SAINT PIERRE LES MINIMES

Commencée dès 1630 ( l'ancien couvent des Minimes ) à l’époque où les couvents s’installaient un peu partout en Europe. Clermont accueille alors les pères Minimes dans un établissement construit grâce à la générosité de Marguerite Saulnier, veuve de François Lecourt, seigneur de Montdory. L’endroit n’est pas très salubre : situé en bas de la ville, entre les méandres de la Tiretaine qui sillonnent le quartier, et au bord de la place de Jaude alors encombrée de déchets. L'église fut successivement  modifiée, détruite, reconstruite et enfin achevée de 1895 à 1897, par Teillard, qui lui rajouta son dôme si caractéristique, l'église Saint Pierre Les Minimes, sévère, lourde et mal proportionnée n'est pas vraiment un édifice majeur, mais sa silhouette pataude de lave noire s'harmonise plutôt bien avec les flèches gothiques de son illustre grande sœur, la cathédrale. De belles boiseries (1736) sont toutefois dignes de la visite.

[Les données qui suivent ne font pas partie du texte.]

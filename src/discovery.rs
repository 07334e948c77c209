//! One-shot operator discovery.
//!
//! Discovery enumerates a statically compiled catalog of operator constructors and registers each
//! implementation under its simple type name. It runs once, on a background thread, after a
//! randomized initial delay: a fleet of instances restarting together then spreads its discovery
//! work over the delay window instead of hitting the discovery surface at the same instant.
//!
//! The task performs no retries and is never rescheduled. Discovering zero operators is a valid
//! (if unusual) outcome, not an error.
use std::{sync::Arc, time::Duration};

use rand::{thread_rng, Rng};

use crate::registry::{ModelFeatureOperator, OperatorRegistry};
use crate::{Error, Result};

/// Configuration for [`DiscoveryTask`].
#[derive(Debug, Clone)]
pub struct DiscoveryConfig {
    /// Upper bound of the randomized initial delay. The task fires at a uniformly random instant
    /// within `[0, max_start_delay]`.
    ///
    /// Defaults to [`DiscoveryConfig::DEFAULT_MAX_START_DELAY`].
    pub max_start_delay: Duration,
}

impl DiscoveryConfig {
    /// Default value for [`DiscoveryConfig::max_start_delay`].
    pub const DEFAULT_MAX_START_DELAY: Duration = Duration::from_secs(30);

    /// Create a new `DiscoveryConfig` using default configuration.
    pub fn new() -> DiscoveryConfig {
        DiscoveryConfig::default()
    }

    /// Update the maximum start delay with `max_start_delay`.
    pub fn with_max_start_delay(mut self, max_start_delay: Duration) -> DiscoveryConfig {
        self.max_start_delay = max_start_delay;
        self
    }
}

impl Default for DiscoveryConfig {
    fn default() -> DiscoveryConfig {
        DiscoveryConfig {
            max_start_delay: DiscoveryConfig::DEFAULT_MAX_START_DELAY,
        }
    }
}

/// A constructor for one discoverable operator implementation.
pub type OperatorConstructor = Box<dyn Fn() -> Arc<dyn ModelFeatureOperator> + Send>;

/// The enumerable discovery surface: every operator implementation available to this process.
/// Enumeration order carries no meaning.
pub type OperatorCatalog = Vec<OperatorConstructor>;

/// Handle to the one-shot discovery task.
pub struct DiscoveryTask {
    join_handle: std::thread::JoinHandle<()>,
}

impl DiscoveryTask {
    /// Spawn the discovery thread.
    ///
    /// After a random delay in `[0, max_start_delay]`, every catalog entry is constructed and
    /// registered in `registry`. The task either completes or is abandoned with the process; it
    /// does not honor cancellation.
    ///
    /// # Errors
    ///
    /// Returns an IO error if the thread failed to start.
    pub fn spawn(
        catalog: OperatorCatalog,
        registry: Arc<OperatorRegistry>,
        config: DiscoveryConfig,
    ) -> std::io::Result<DiscoveryTask> {
        let join_handle = std::thread::Builder::new()
            .name("adeval-discovery".to_owned())
            .spawn(move || {
                let delay = random_start_delay(config.max_start_delay);
                log::debug!(
                    target: "adeval",
                    "operator discovery starts in {:?}",
                    delay
                );
                std::thread::sleep(delay);

                let mut registered = 0usize;
                for constructor in &catalog {
                    let operator = constructor();
                    log::debug!(
                        target: "adeval",
                        "discovered operator {} for {} registry",
                        operator.operator_name(), registry.registry_type()
                    );
                    registry.register(operator);
                    registered += 1;
                }
                // Zero registrations is valid: this process may simply carry no plugins.
                log::info!(
                    target: "adeval",
                    "operator discovery registered {} implementations in {} registry",
                    registered, registry.registry_type()
                );
            })?;

        Ok(DiscoveryTask { join_handle })
    }

    /// Block until discovery has completed.
    ///
    /// # Errors
    ///
    /// Returns [`Error::DiscoveryThreadPanicked`] if the discovery thread panicked (e.g., an
    /// operator constructor panicked).
    pub fn join(self) -> Result<()> {
        self.join_handle
            .join()
            .map_err(|_| Error::DiscoveryThreadPanicked)
    }
}

/// Pick a uniformly random delay in `[0, max]`.
fn random_start_delay(max: Duration) -> Duration {
    if max.is_zero() {
        return Duration::ZERO;
    }
    thread_rng().gen_range(Duration::ZERO..=max)
}

#[cfg(test)]
mod tests {
    use std::{sync::Arc, time::Duration};

    use super::{random_start_delay, DiscoveryConfig, DiscoveryTask, OperatorCatalog};
    use crate::registry::tests::ConstantExtractor;
    use crate::registry::{ModelFeatureOperator, OperatorRegistry};

    #[test]
    fn start_delay_is_within_the_configured_window() {
        let max = Duration::from_millis(50);
        for _ in 0..100 {
            let delay = random_start_delay(max);
            assert!(delay <= max, "{delay:?} must be <= {max:?}");
        }
    }

    #[test]
    fn start_delay_handles_zero_window() {
        assert_eq!(random_start_delay(Duration::ZERO), Duration::ZERO);
    }

    #[test]
    fn discovery_registers_every_catalog_entry_once() {
        let _ = env_logger::builder().is_test(true).try_init();
        let registry = Arc::new(OperatorRegistry::new("feature-extractors"));
        let catalog: OperatorCatalog = vec![
            Box::new(|| {
                Arc::new(ConstantExtractor {
                    name: "DeviceIdExtractor",
                    value: "a",
                }) as Arc<dyn ModelFeatureOperator>
            }),
            Box::new(|| {
                Arc::new(ConstantExtractor {
                    name: "GeoExtractor",
                    value: "b",
                }) as Arc<dyn ModelFeatureOperator>
            }),
        ];

        let task = DiscoveryTask::spawn(
            catalog,
            registry.clone(),
            DiscoveryConfig::new().with_max_start_delay(Duration::ZERO),
        )
        .unwrap();
        task.join().unwrap();

        assert_eq!(registry.len(), 2);
        assert!(registry.lookup("DeviceIdExtractor").is_some());
        assert!(registry.lookup("GeoExtractor").is_some());
    }

    #[test]
    fn empty_catalog_is_a_valid_outcome() {
        let registry = Arc::new(OperatorRegistry::new("feature-extractors"));
        let task = DiscoveryTask::spawn(
            Vec::new(),
            registry.clone(),
            DiscoveryConfig::new().with_max_start_delay(Duration::ZERO),
        )
        .unwrap();
        task.join().unwrap();

        assert!(registry.is_empty());
    }
}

La chapelle est édifiée en lave andésite, avec sobriété et même sévérité selon les principes de vie des pères Minimes. Sous l’injonction des habitants, on décide cependant d’agrémenter la façade lourde et froide, en lui adjoignant, en 1731, deux clochers sont détruits en 1734 pour, en 1742, en construire un seul qui… s’écroule et que l’on reconstruit plus solidement immédiatement.

La Révolution approche. En 1790, la chapelle des Minimes est fermée et le monastère vidé de ses habitants. En 1793, les membres de la société jacobine investissent la chapelle pour s’y réunir, ce qui lui évitera la démolition. En revanche, l’église Saint Pierre qui se trouvait à l’emplacement du marché actuel est détruite en 1796. Elle transmettra son nom à la chapelle des Minimes après la Révolution, lorsque les paroisses seront reconstituées.

En 1857, la toiture de la nef est surélevée et l’on y ajoute un petit campanile orné des clés de Saint-Pierre. De 1895 à 1897, l’église est agrandie. L’architecte Teillard construit le chœur puis la croisée de transept en la surmontant d’un dôme et en supprimant le clocher construit en 1742.

LA CHAPELLE DES CORDELIERS


De la fin du XIIIème siècle, elle abrite désormais un pôle multimédia ainsi que des espaces d'expositions.